What a flap your knighthood caused! I was at a Heads’ Conference just after it landed and really, we could hardly concentrate on budgets, absence, exams, staffing, budgets, racism, teacher shortages, budgets, sexual violence, climate emergency, budgets and political impartiality when we had your good news to discuss. When I got back, I opened Brighouse and Waters’ new 640-page About Our Schools for solace and launched into Danny Dorling’s preface. I wonder if his first line: ‘we often don’t truly value something until we’ve lost it’ was about you?
I don’t know if you saw it, Sir, but sadly, political impartiality prevents me from reporting the reaction of the shadow education secretary. I can tell you that Mr Barton, general secretary of the Association of School and College Leaders, said head teachers and parents would be surprised to learn the news. He admitted that the pandemic would have been challenging for any education secretary but, a teacher himself, couldn’t help but observe that your tenure had been one of endless muddle and inevitable U-turns. Gosh. Me, I just don’t think we ever grasped the master plan. Am I right?
You could have helped us, though, so I expect you’ll welcome two suggestions. They’re both from our latest Teaching and Learning Newsletter which, though we say it ourselves, is pretty sharp.
The first is about using metacognitive and self-regulatory strategies by modelling your thought processes out loud. That’s when teachers explain their thinking when interpreting a text or solving a mathematical task or whatever. The best ones can simultaneously explain how it relates to bigger objectives and suchlike. You could have tried that?
The second is about producing beautiful work, as I’m sure you were frustrated by the quality of some of your outputs. It can happen to any of us, and I know I would have been. Mary Myatt, for example, talks about eliciting and celebrating work that is original, that represents the fruits of considerable labour and which is worth keeping.
She describes it as a ‘worthwhile endeavour not just for pupils, but for adults as well. It shifts the landscape, it raises the game and it means that we have to continually ask, is this the best it can be? It’s a question worth asking: What do standards actually look like when met with integrity, depth, and imagination?’ Great questions. I wonder if you might have time to reflect on them, from the back benches, or do the fireplaces’ siren calls lure you out of public service? Ah well.

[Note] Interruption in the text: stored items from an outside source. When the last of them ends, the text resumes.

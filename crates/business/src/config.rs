//! Runtime configuration with configurable thresholds and role names
//!
//! Every field has a default, so an empty JSON object (or no file at all)
//! yields the standard branch setup.

use crate::error::{BusinessError, BusinessResult};
use rust_decimal::Decimal;
use serde::{Deserialize, Serialize};
use std::path::Path;
use tellerbank_core::{AppMetadata, DEFAULT_DISCLOSURE_THRESHOLD};

/// Configuration for the teller application
#[derive(Debug, Clone, PartialEq, Serialize, Deserialize)]
pub struct BankConfig {
    // === Thresholds ===
    /// Lodgements/withdrawals at or above this amount ask for a justification
    #[serde(default = "default_disclosure_threshold")]
    pub disclosure_threshold: Decimal,

    // === Directory roles ===
    /// Group required to log in
    #[serde(default = "default_teller_role")]
    pub teller_role: String,

    /// Group required to approve an account closure
    #[serde(default = "default_admin_role")]
    pub admin_role: String,

    /// Login attempts before the session is refused
    #[serde(default = "default_max_login_attempts")]
    pub max_login_attempts: u32,

    // === Audit metadata ===
    #[serde(default = "default_app_name")]
    pub app_name: String,

    #[serde(default = "default_app_version")]
    pub app_version: String,

    /// Environment variable holding the hex key for justification encryption
    #[serde(default = "default_encryption_key_env")]
    pub encryption_key_env: String,
}

fn default_disclosure_threshold() -> Decimal {
    DEFAULT_DISCLOSURE_THRESHOLD
}

fn default_teller_role() -> String {
    "Bank Teller".to_string()
}

fn default_admin_role() -> String {
    "Bank Teller Administrator".to_string()
}

fn default_max_login_attempts() -> u32 {
    3
}

fn default_app_name() -> String {
    "Tellerbank".to_string()
}

fn default_app_version() -> String {
    env!("CARGO_PKG_VERSION").to_string()
}

fn default_encryption_key_env() -> String {
    "TELLERBANK_AUDIT_KEY".to_string()
}

impl Default for BankConfig {
    fn default() -> Self {
        Self {
            disclosure_threshold: default_disclosure_threshold(),
            teller_role: default_teller_role(),
            admin_role: default_admin_role(),
            max_login_attempts: default_max_login_attempts(),
            app_name: default_app_name(),
            app_version: default_app_version(),
            encryption_key_env: default_encryption_key_env(),
        }
    }
}

impl BankConfig {
    /// Load configuration from JSON file
    pub fn from_file(path: &Path) -> BusinessResult<Self> {
        let content = std::fs::read_to_string(path).map_err(|e| {
            BusinessError::Config(format!("cannot read {}: {}", path.display(), e))
        })?;
        let config: Self = serde_json::from_str(&content).map_err(|e| {
            BusinessError::Config(format!("cannot parse {}: {}", path.display(), e))
        })?;
        config.validate()?;
        Ok(config)
    }

    /// Load from file if given, defaults otherwise
    pub fn load(path: Option<&Path>) -> BusinessResult<Self> {
        match path {
            Some(path) => Self::from_file(path),
            None => Ok(Self::default()),
        }
    }

    pub fn validate(&self) -> BusinessResult<()> {
        if self.disclosure_threshold <= Decimal::ZERO {
            return Err(BusinessError::Config(
                "disclosure_threshold must be positive".to_string(),
            ));
        }
        if self.max_login_attempts == 0 {
            return Err(BusinessError::Config(
                "max_login_attempts must be at least 1".to_string(),
            ));
        }
        if self.teller_role.trim().is_empty() || self.admin_role.trim().is_empty() {
            return Err(BusinessError::Config("role names cannot be empty".to_string()));
        }
        Ok(())
    }

    /// App name/version stamped on every audit record
    pub fn app_metadata(&self) -> AppMetadata {
        AppMetadata::new(&self.app_name, &self.app_version)
    }
}

#[cfg(test)]
mod tests {
    use super::*;
    use rust_decimal_macros::dec;
    use tempfile::tempdir;

    #[test]
    fn test_default_config() {
        let config = BankConfig::default();

        assert_eq!(config.disclosure_threshold, dec!(10000));
        assert_eq!(config.teller_role, "Bank Teller");
        assert_eq!(config.admin_role, "Bank Teller Administrator");
        assert_eq!(config.max_login_attempts, 3);
        assert_eq!(config.encryption_key_env, "TELLERBANK_AUDIT_KEY");
        assert!(config.validate().is_ok());
    }

    #[test]
    fn test_partial_file_uses_defaults() {
        let dir = tempdir().unwrap();
        let path = dir.path().join("bank.json");
        std::fs::write(&path, r#"{ "disclosure_threshold": "5000", "max_login_attempts": 5 }"#)
            .unwrap();

        let config = BankConfig::load(Some(&path)).unwrap();
        assert_eq!(config.disclosure_threshold, dec!(5000));
        assert_eq!(config.max_login_attempts, 5);
        assert_eq!(config.teller_role, "Bank Teller");
    }

    #[test]
    fn test_invalid_config_rejected() {
        let dir = tempdir().unwrap();
        let path = dir.path().join("bank.json");
        std::fs::write(&path, r#"{ "max_login_attempts": 0 }"#).unwrap();

        let err = BankConfig::load(Some(&path)).unwrap_err();
        assert!(err.to_string().contains("max_login_attempts"));

        assert!(BankConfig::load(Some(&dir.path().join("missing.json"))).is_err());
    }

    #[test]
    fn test_app_metadata() {
        let config = BankConfig::default();
        let app = config.app_metadata();
        assert_eq!(app.name, "Tellerbank");
        assert_eq!(app.version, env!("CARGO_PKG_VERSION"));
    }
}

Worse things than old Barton’s opprobrium happen at sea, as I’m sure you discovered, Sir G, when you were in Defence. I was musing on this these with a trainee teacher of my acquaintance, not at this school. She described a (to her) nightmare experience with year 9s which sounded OK to me for someone of her inexperience. It could have been worse, I consoled. How? How? she goggled. Well, she could have had a wasp in the room. Hymenoptera care nothing for a sassy lesson plan. Speaking of, I was nearly flattened by two enormous year 10 girls this very morning, leaping into each other’s arms to avoid ‘a really big bee’, so I know about being blown off course
However, the new tack brought me face to face with a larger youth surreptitiously blowing into a prototype water bomb-balloon affair. We dealt with that silently. I frowned, he raised an eyebrow to demonstrate he’d considered fronting it out, but I won and it went in the bin. Perhaps silence could have been a strategy for you, Sir? Less retrofitting strategy required? It can be tiring.

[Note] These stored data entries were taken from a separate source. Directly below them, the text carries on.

// Draft tab: captains on the left, snake draft order on the right.

use ratatui::layout::Rect;
use ratatui::style::{Color, Modifier, Style};
use ratatui::text::{Line, Span};
use ratatui::widgets::{Block, Borders, List, ListItem, Paragraph};
use ratatui::Frame;

use skidraft_core::views::CaptainEntry;

use crate::layout::split_columns;
use crate::ViewState;

pub fn render(frame: &mut Frame, area: Rect, state: &ViewState) {
    let (left, right) = split_columns(area, 40);

    let captains_title = format!("Captains ({}/{})", state.captain_count, state.captain_limit);
    let captains: Vec<ListItem> = state
        .captains
        .rows()
        .iter()
        .map(|c| ListItem::new(format_captain(c)))
        .collect();
    render_list(frame, left, captains_title, captains, state.captains.hint());

    let picks: Vec<ListItem> = state
        .draft_order
        .rows()
        .iter()
        .map(|slot| {
            ListItem::new(Line::from(vec![
                Span::styled(
                    format!("{:>3}. ", slot.pick),
                    Style::default().fg(Color::DarkGray),
                ),
                Span::styled(
                    slot.captain_name.clone(),
                    Style::default().add_modifier(Modifier::BOLD),
                ),
            ]))
        })
        .collect();
    render_list(
        frame,
        right,
        "Draft Order".to_string(),
        picks,
        state.draft_order.hint(),
    );
}

fn render_list(
    frame: &mut Frame,
    area: Rect,
    title: String,
    items: Vec<ListItem>,
    hint: Option<&str>,
) {
    let block = Block::default().borders(Borders::ALL).title(title);
    match hint {
        Some(hint) => {
            let paragraph = Paragraph::new(format!("  {hint}"))
                .style(Style::default().fg(Color::DarkGray))
                .block(block);
            frame.render_widget(paragraph, area);
        }
        None => frame.render_widget(List::new(items).block(block), area),
    }
}

/// "Name (Team)" line for the captains list.
pub fn format_captain(captain: &CaptainEntry) -> String {
    format!("{} ({})", captain.name, captain.team)
}

// ---------------------------------------------------------------------------
// Tests
// ---------------------------------------------------------------------------
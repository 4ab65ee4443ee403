// Screen layout: panel arrangement and sizing.
//
// +--------------------------------------------------+
// | Status Bar (1 row): tabs, counts                 |
// +--------------------------------------------------+
// | Main Panel (fill): active tab                    |
// |   Draft:       Captains (40%) | Draft Order      |
// |   Leaderboard: Players (60%)  | Teams            |
// +--------------------------------------------------+
// | Notice Bar (1 row)                               |
// +--------------------------------------------------+
// | Help Bar (1 row)                                 |
// +--------------------------------------------------+

use ratatui::layout::{Constraint, Direction, Layout, Rect};

/// Resolved screen areas for each dashboard zone.
#[derive(Debug, Clone)]
pub struct AppLayout {
    pub status_bar: Rect,
    /// Tab-switched content area.
    pub main_panel: Rect,
    /// Latest notice from the app.
    pub notice_bar: Rect,
    /// Keyboard shortcut hints.
    pub help_bar: Rect,
}

/// Build the dashboard layout from the available terminal area.
pub fn build_layout(area: Rect) -> AppLayout {
    let vertical = Layout::default()
        .direction(Direction::Vertical)
        .constraints([
            Constraint::Length(1), // status bar
            Constraint::Min(5),    // main panel
            Constraint::Length(1), // notice bar
            Constraint::Length(1), // help bar
        ])
        .split(area);

    AppLayout {
        status_bar: vertical[0],
        main_panel: vertical[1],
        notice_bar: vertical[2],
        help_bar: vertical[3],
    }
}

/// Split a panel into side-by-side columns, the left one taking
/// `left_percent` of the width.
pub fn split_columns(area: Rect, left_percent: u16) -> (Rect, Rect) {
    let columns = Layout::default()
        .direction(Direction::Horizontal)
        .constraints([
            Constraint::Percentage(left_percent),
            Constraint::Percentage(100 - left_percent.min(100)),
        ])
        .split(area);
    (columns[0], columns[1])
}

// ---------------------------------------------------------------------------
// Tests
// ---------------------------------------------------------------------------
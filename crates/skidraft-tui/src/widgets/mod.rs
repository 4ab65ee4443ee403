// TUI widget modules for each dashboard panel.

pub mod cards;
pub mod confirm;
pub mod draft_order;
pub mod help_bar;
pub mod leaderboard;
pub mod notice_bar;
pub mod player_form;
pub mod status_bar;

Indoors – it was a bit parky to stay out - I perused the breaktime hordes in the canteen. They were doing their muttering and eating thing, some reading books, others bickering, some sharing phones, some with the bacon or sausage sandwich fare that so tantalises the tastebuds at 11:00 here in SE3. Others were extracting snacks from pockets, bags, marmalade sandwiches from under hats and suchlike.
After that, mock exam-gathering at one end of the canteen while year 7 and 8 took their turn to gather at the south end to be ushered reluctantly into a singing workshop. They really didn’t want to do it, but the leader was compelling and lured them in. It's lovely to hear children in unison and even better, given the last year or so, to watch them too, laughing and gesturing despite themselves keen to respond to the big character stomping in the big boots and making them SING. One head of year stayed for two hours.
Would a song help, Sir Gavin? Gavin is derivative of the Old English Gawain, of the Green Knight fame. His quest was also tricky, if I may quote the Armitage translation?
In a strange region he scales steep slopes;
far from his friends he cuts a lonely figure.
Where he bridges a brook or wades through a waterway
ill fortune brings him face to face with a foe
so foul or fierce he is bound to use force.
So momentous are his travels among the mountains
to tell just a tenth would be a tall order.
It must have all been very tricky. How we do feel for you. If only you could have been rewarded somehow, for everything you must have wanted to do.
But what am I like? I nearly forgot where we started: you were given a knighthood!
Did you miss my letters, Sir Gavin? Send me your new address: I’m happy to oblige.